_Aim of the task:_ Each line that holds the string "text" counts once. Say how many such lines the entries have, giving the number only.

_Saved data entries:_

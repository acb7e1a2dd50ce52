// File discovery
//
// Enumerates candidate source files under a root. Directories in the fixed
// exclusion set are pruned entirely at any depth; files pass only when their
// extension is on the allow-list. Output ordering is lexicographic and does
// not depend on filesystem iteration order.

use crate::config::AnalysisConfig;
use crate::error::Result;
use glob::Pattern;
use std::path::{Path, PathBuf};
use walkdir::WalkDir;

/// Directory base names that are never visited
pub const EXCLUDED_DIRS: &[&str] = &[".git", "__pycache__", "node_modules", ".venv", "venv"];

/// Extensions (lowercase, no dot) accepted by discovery
pub const ALLOWED_EXTENSIONS: &[&str] = &[
    "py", "pyi", "md", "txt", "json", "yaml", "yml", "toml", "ini", "cfg", "js", "jsx", "ts",
    "tsx", "java",
];

/// Discover candidate files under `root`, sorted by path.
///
/// Unreadable directories are skipped silently; read failures on individual
/// files are left for the extraction stage to report.
pub fn discover(root: &Path, config: &AnalysisConfig) -> Result<Vec<PathBuf>> {
    let patterns: Vec<Pattern> = config
        .exclude
        .iter()
        .filter_map(|p| Pattern::new(p).ok())
        .collect();

    let mut files = Vec::new();
    let walker = WalkDir::new(root).into_iter().filter_entry(|entry| {
        if entry.depth() == 0 || !entry.file_type().is_dir() {
            return true;
        }
        let name = entry.file_name().to_string_lossy();
        !EXCLUDED_DIRS.contains(&name.as_ref())
    });

    for entry in walker.filter_map(|e| e.ok()) {
        let path = entry.path();
        if entry.file_type().is_dir() {
            continue;
        }
        if !has_allowed_extension(path) {
            continue;
        }
        let key = file_key(root, path);
        if patterns.iter().any(|p| p.matches(&key)) {
            continue;
        }
        files.push(path.to_path_buf());
    }

    files.sort();
    Ok(files)
}

/// Check the extension allow-list (case-insensitive)
pub fn has_allowed_extension(path: &Path) -> bool {
    path.extension()
        .and_then(|e| e.to_str())
        .map(|e| ALLOWED_EXTENSIONS.contains(&e.to_lowercase().as_str()))
        .unwrap_or(false)
}

/// Canonical key for a discovered file: root-relative path with forward
/// slashes, used for stable comparison everywhere downstream.
pub fn file_key(root: &Path, path: &Path) -> String {
    let relative = path.strip_prefix(root).unwrap_or(path);
    relative
        .components()
        .filter_map(|c| c.as_os_str().to_str())
        .collect::<Vec<_>>()
        .join("/")
}
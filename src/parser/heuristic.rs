// Pattern-heuristic extraction
//
// Used for JavaScript/TypeScript, and for Java when the grammar is
// unavailable at startup. An ordered set of structural regexes is scanned
// over the raw text; matches deduplicate by (name, kind) keeping the first,
// and the flat symbol list is sorted by declaration line. Heuristic output
// does not reconstruct true nesting: a Java type claims every
// modifier-prefixed signature in the text that follows it, which can
// mis-attribute a later sibling's members.

use crate::parser::symbol::{FileOutline, Symbol, SymbolKind};
use crate::parser::type_summary;
use once_cell::sync::Lazy;
use regex::Regex;
use std::collections::HashSet;

static JS_IMPORT: Lazy<Regex> =
    Lazy::new(|| Regex::new(r#"(?m)^\s*import\s+(?:.+?\s+from\s+)?['"]([^'"]+)['"]"#).unwrap());
static JS_REQUIRE: Lazy<Regex> =
    Lazy::new(|| Regex::new(r#"require\(\s*['"]([^'"]+)['"]\s*\)"#).unwrap());
static JS_DYNAMIC_IMPORT: Lazy<Regex> =
    Lazy::new(|| Regex::new(r#"import\(\s*['"]([^'"]+)['"]\s*\)"#).unwrap());
static JS_EXPORT_FUNCTION: Lazy<Regex> =
    Lazy::new(|| Regex::new(r"export\s+function\s+(\w+)\s*\(").unwrap());
static JS_EXPORT_CLASS: Lazy<Regex> =
    Lazy::new(|| Regex::new(r"export\s+class\s+(\w+)\b").unwrap());
static JS_EXPORT_CONST: Lazy<Regex> =
    Lazy::new(|| Regex::new(r"export\s+(?:const|let|var)\s+(\w+)\s*=").unwrap());
static JS_DEFAULT_FUNCTION: Lazy<Regex> =
    Lazy::new(|| Regex::new(r"export\s+default\s+function\s*(\w+)?\s*\(").unwrap());
static JS_CLASS_COMPONENT: Lazy<Regex> =
    Lazy::new(|| Regex::new(r"class\s+(\w+)\s+extends\s+React\.Component").unwrap());
static JS_FUNCTION_DECL: Lazy<Regex> =
    Lazy::new(|| Regex::new(r"function\s+([A-Za-z_][A-Za-z0-9_]*)\s*\(").unwrap());
static JS_ARROW_COMPONENT: Lazy<Regex> = Lazy::new(|| {
    Regex::new(r"(?m)const\s+([A-Z][A-Za-z0-9_]*)\s*=\s*(?:async\s*)?(?:\([^)]*\)|[^=]+)=>")
        .unwrap()
});

static JAVA_IMPORT: Lazy<Regex> =
    Lazy::new(|| Regex::new(r"(?m)^\s*import\s+([^;\s]+)\s*;?").unwrap());
static JAVA_CLASS: Lazy<Regex> = Lazy::new(|| {
    Regex::new(r"(?m)^\s*(?:public|protected|private|abstract|final|static)?\s*(class|interface|enum)\s+(\w+)")
        .unwrap()
});
static JAVA_METHOD: Lazy<Regex> = Lazy::new(|| {
    Regex::new(
        r"(?m)^\s*(?:public|protected|private|static|final|synchronized|abstract)\s+[\w\[\]<>?,\s]+\s+(\w+)\s*\(",
    )
    .unwrap()
});

/// 1-based line number of a byte offset
fn line_at(source: &str, offset: usize) -> usize {
    source[..offset].matches('\n').count() + 1
}

/// Accumulates symbols, keeping the first match per (name, kind)
struct SymbolSet {
    seen: HashSet<(String, SymbolKind)>,
    symbols: Vec<Symbol>,
}

impl SymbolSet {
    fn new() -> Self {
        Self {
            seen: HashSet::new(),
            symbols: Vec::new(),
        }
    }

    fn register(&mut self, name: &str, kind: SymbolKind, line: usize) {
        if name.is_empty() {
            return;
        }
        if self.seen.insert((name.to_string(), kind)) {
            self.symbols.push(Symbol::new(name, kind, line));
        }
    }

    fn into_sorted(mut self) -> Vec<Symbol> {
        self.symbols.sort_by_key(|s| s.line);
        self.symbols
    }
}

/// Extract a JavaScript/TypeScript outline from raw text
pub fn javascript_outline(source: &str) -> FileOutline {
    let mut set = SymbolSet::new();

    for (pattern, kind) in [
        (&*JS_EXPORT_FUNCTION, SymbolKind::Function),
        (&*JS_EXPORT_CLASS, SymbolKind::Class),
        (&*JS_EXPORT_CONST, SymbolKind::Variable),
        (&*JS_CLASS_COMPONENT, SymbolKind::Component),
    ] {
        for cap in pattern.captures_iter(source) {
            if let Some(name) = cap.get(1) {
                set.register(name.as_str(), kind, line_at(source, name.start()));
            }
        }
    }

    for cap in JS_DEFAULT_FUNCTION.captures_iter(source) {
        let (name, offset) = match cap.get(1) {
            Some(m) => (m.as_str(), m.start()),
            None => ("default", cap.get(0).map(|m| m.start()).unwrap_or(0)),
        };
        set.register(name, SymbolKind::DefaultExport, line_at(source, offset));
    }

    for cap in JS_FUNCTION_DECL.captures_iter(source) {
        if let Some(name) = cap.get(1) {
            let kind = if name.as_str().starts_with(char::is_uppercase) {
                SymbolKind::Component
            } else {
                SymbolKind::Function
            };
            set.register(name.as_str(), kind, line_at(source, name.start()));
        }
    }

    for cap in JS_ARROW_COMPONENT.captures_iter(source) {
        if let Some(name) = cap.get(1) {
            set.register(
                name.as_str(),
                SymbolKind::Component,
                line_at(source, name.start()),
            );
        }
    }

    let symbols = set.into_sorted();

    let mut imports: Vec<String> = Vec::new();
    for pattern in [&*JS_IMPORT, &*JS_REQUIRE, &*JS_DYNAMIC_IMPORT] {
        for cap in pattern.captures_iter(source) {
            if let Some(target) = cap.get(1) {
                imports.push(target.as_str().to_string());
            }
        }
    }

    let summary = export_summary(&symbols);

    FileOutline {
        symbols,
        imports,
        summary,
    }
}

/// Extract a Java outline from raw text (fallback when the grammar is
/// unavailable)
pub fn java_outline(source: &str) -> FileOutline {
    let mut symbols = Vec::new();

    for cap in JAVA_CLASS.captures_iter(source) {
        let kind = match cap.get(1).map(|m| m.as_str()) {
            Some("interface") => SymbolKind::Interface,
            Some("enum") => SymbolKind::Enum,
            _ => SymbolKind::Class,
        };
        let name = match cap.get(2) {
            Some(m) => m,
            None => continue,
        };
        let line = line_at(source, name.start());
        let mut symbol = Symbol::new(name.as_str(), kind, line);

        // Everything after the declaration is treated as its scope
        let body_start = cap.get(0).map(|m| m.end()).unwrap_or(name.end());
        let body = &source[body_start..];
        for method_cap in JAVA_METHOD.captures_iter(body) {
            if let Some(method) = method_cap.get(1) {
                let method_line = line + line_at(body, method.start()) - 1;
                symbol
                    .children
                    .push(Symbol::new(method.as_str(), SymbolKind::Method, method_line));
            }
        }

        symbols.push(symbol);
    }

    let imports: Vec<String> = JAVA_IMPORT
        .captures_iter(source)
        .filter_map(|cap| cap.get(1).map(|m| m.as_str().to_string()))
        .collect();

    let summary = type_summary(&symbols);

    FileOutline {
        symbols,
        imports,
        summary,
    }
}

/// Summary for JavaScript/TypeScript, derived from the extracted symbols
fn export_summary(symbols: &[Symbol]) -> String {
    let components = symbols
        .iter()
        .filter(|s| s.kind == SymbolKind::Component)
        .count();
    let functions = symbols
        .iter()
        .filter(|s| matches!(s.kind, SymbolKind::Function | SymbolKind::DefaultExport))
        .count();
    let classes = symbols.iter().filter(|s| s.kind == SymbolKind::Class).count();
    format!(
        "Exports {} components, {} functions, {} classes; {} top-level symbols detected.",
        components,
        functions,
        classes,
        symbols.len()
    )
}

_Exercise output:_ 4